[Stored data]
//! Stable identifiers for graph entities.
//!
//! Neurons are addressed by [`NeuronId`], a newtype over `u64`. Links have no
//! id of their own: a link is identified by its `(from, to, meaning)` triple,
//! captured by [`LinkKey`].

use std::fmt;

use serde::{Deserialize, Serialize};

/// Stable neuron identifier.
///
/// Ids are assigned monotonically by the [`Brain`](crate::Brain) and never
/// reused. A few values are reserved:
/// - [`NeuronId::EMPTY`] (0) means "no neuron".
/// - [`NeuronId::TEMP`] marks a detached neuron that has not been committed
///   to a brain yet.
/// - Ids below [`NeuronId::FIRST_FREE`] belong to predefined neurons.
#[derive(Debug, Clone, Copy, PartialEq, Eq, PartialOrd, Ord, Hash, Serialize, Deserialize)]
#[serde(transparent)]
pub struct NeuronId(pub u64);

impl NeuronId {
    /// The reserved "no neuron" id.
    pub const EMPTY: NeuronId = NeuronId(0);

    /// Sentinel carried by neurons that are not registered in a brain.
    pub const TEMP: NeuronId = NeuronId(u64::MAX);

    /// First id handed out for user-created neurons.
    pub const FIRST_FREE: NeuronId = NeuronId(1024);

    /// Returns `true` for the reserved empty id.
    pub fn is_empty(self) -> bool {
        self == Self::EMPTY
    }

    /// Returns `true` for the detached-neuron sentinel.
    pub fn is_temp(self) -> bool {
        self == Self::TEMP
    }

    /// Returns `true` if the id lies in the predefined range.
    pub fn is_predefined(self) -> bool {
        self.0 > 0 && self.0 < Self::FIRST_FREE.0
    }
}

impl fmt::Display for NeuronId {
    fn fmt(&self, f: &mut fmt::Formatter<'_>) -> fmt::Result {
        if self.is_temp() {
            write!(f, "temp")
        } else {
            write!(f, "{}", self.0)
        }
    }
}

/// Identity of a link: the `(from, to, meaning)` triple.
///
/// At most one link exists per key.
#[derive(Debug, Clone, Copy, PartialEq, Eq, PartialOrd, Ord, Hash, Serialize, Deserialize)]
pub struct LinkKey {
    pub from: NeuronId,
    pub to: NeuronId,
    pub meaning: NeuronId,
}

impl LinkKey {
    pub fn new(from: NeuronId, to: NeuronId, meaning: NeuronId) -> Self {
        LinkKey { from, to, meaning }
    }

    /// Returns the endpoint opposite to `id`, if `id` is an endpoint.
    pub fn other_end(&self, id: NeuronId) -> Option<NeuronId> {
        if self.from == id {
            Some(self.to)
        } else if self.to == id {
            Some(self.from)
        } else {
            None
        }
    }
}

impl fmt::Display for LinkKey {
    fn fmt(&self, f: &mut fmt::Formatter<'_>) -> fmt::Result {
        write!(f, "{} -[{}]-> {}", self.from, self.meaning, self.to)
    }
}

#[cfg(test)]
mod tests {
    use super::*;

    #[test]
    fn reserved_ids() {
        assert!(NeuronId::EMPTY.is_empty());
        assert!(NeuronId::TEMP.is_temp());
        assert!(!NeuronId::EMPTY.is_predefined());
        assert!(NeuronId(1).is_predefined());
        assert!(!NeuronId::FIRST_FREE.is_predefined());
    }

    #[test]
    fn neuron_id_display() {
        assert_eq!(format!("{}", NeuronId(7)), "7");
        assert_eq!(format!("{}", NeuronId::TEMP), "temp");
    }

    #[test]
    fn link_key_display_and_other_end() {
        let key = LinkKey::new(NeuronId(1), NeuronId(2), NeuronId(3));
        assert_eq!(format!("{key}"), "1 -[3]-> 2");
        assert_eq!(key.other_end(NeuronId(1)), Some(NeuronId(2)));
        assert_eq!(key.other_end(NeuronId(2)), Some(NeuronId(1)));
        assert_eq!(key.other_end(NeuronId(3)), None);
    }

    #[test]
    fn link_keys_order_by_from_then_to_then_meaning() {
        let a = LinkKey::new(NeuronId(1), NeuronId(5), NeuronId(9));
        let b = LinkKey::new(NeuronId(1), NeuronId(6), NeuronId(0));
        let c = LinkKey::new(NeuronId(2), NeuronId(0), NeuronId(0));
        assert!(a < b && b < c);
    }

    #[test]
    fn serde_roundtrip() {
        let id = NeuronId(42);
        let json = serde_json::to_string(&id).unwrap();
        assert_eq!(json, "42");
        let back: NeuronId = serde_json::from_str(&json).unwrap();
        assert_eq!(id, back);

        let key = LinkKey::new(NeuronId(1), NeuronId(2), NeuronId(3));
        let json = serde_json::to_string(&key).unwrap();
        let back: LinkKey = serde_json::from_str(&json).unwrap();
        assert_eq!(key, back);
    }
}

## Task to carry out
Given the records above, return exactly the lines starting at the line containing "pub const TEMP: NeuronId" and ending at the line containing "pub fn is_temp(self)", including both.

## Answer
    pub const TEMP: NeuronId = NeuronId(u64::MAX);

    /// First id handed out for user-created neurons.
    pub const FIRST_FREE: NeuronId = NeuronId(1024);

    /// Returns `true` for the reserved empty id.
    pub fn is_empty(self) -> bool {
        self == Self::EMPTY
    }

    /// Returns `true` for the detached-neuron sentinel.
    pub fn is_temp(self) -> bool {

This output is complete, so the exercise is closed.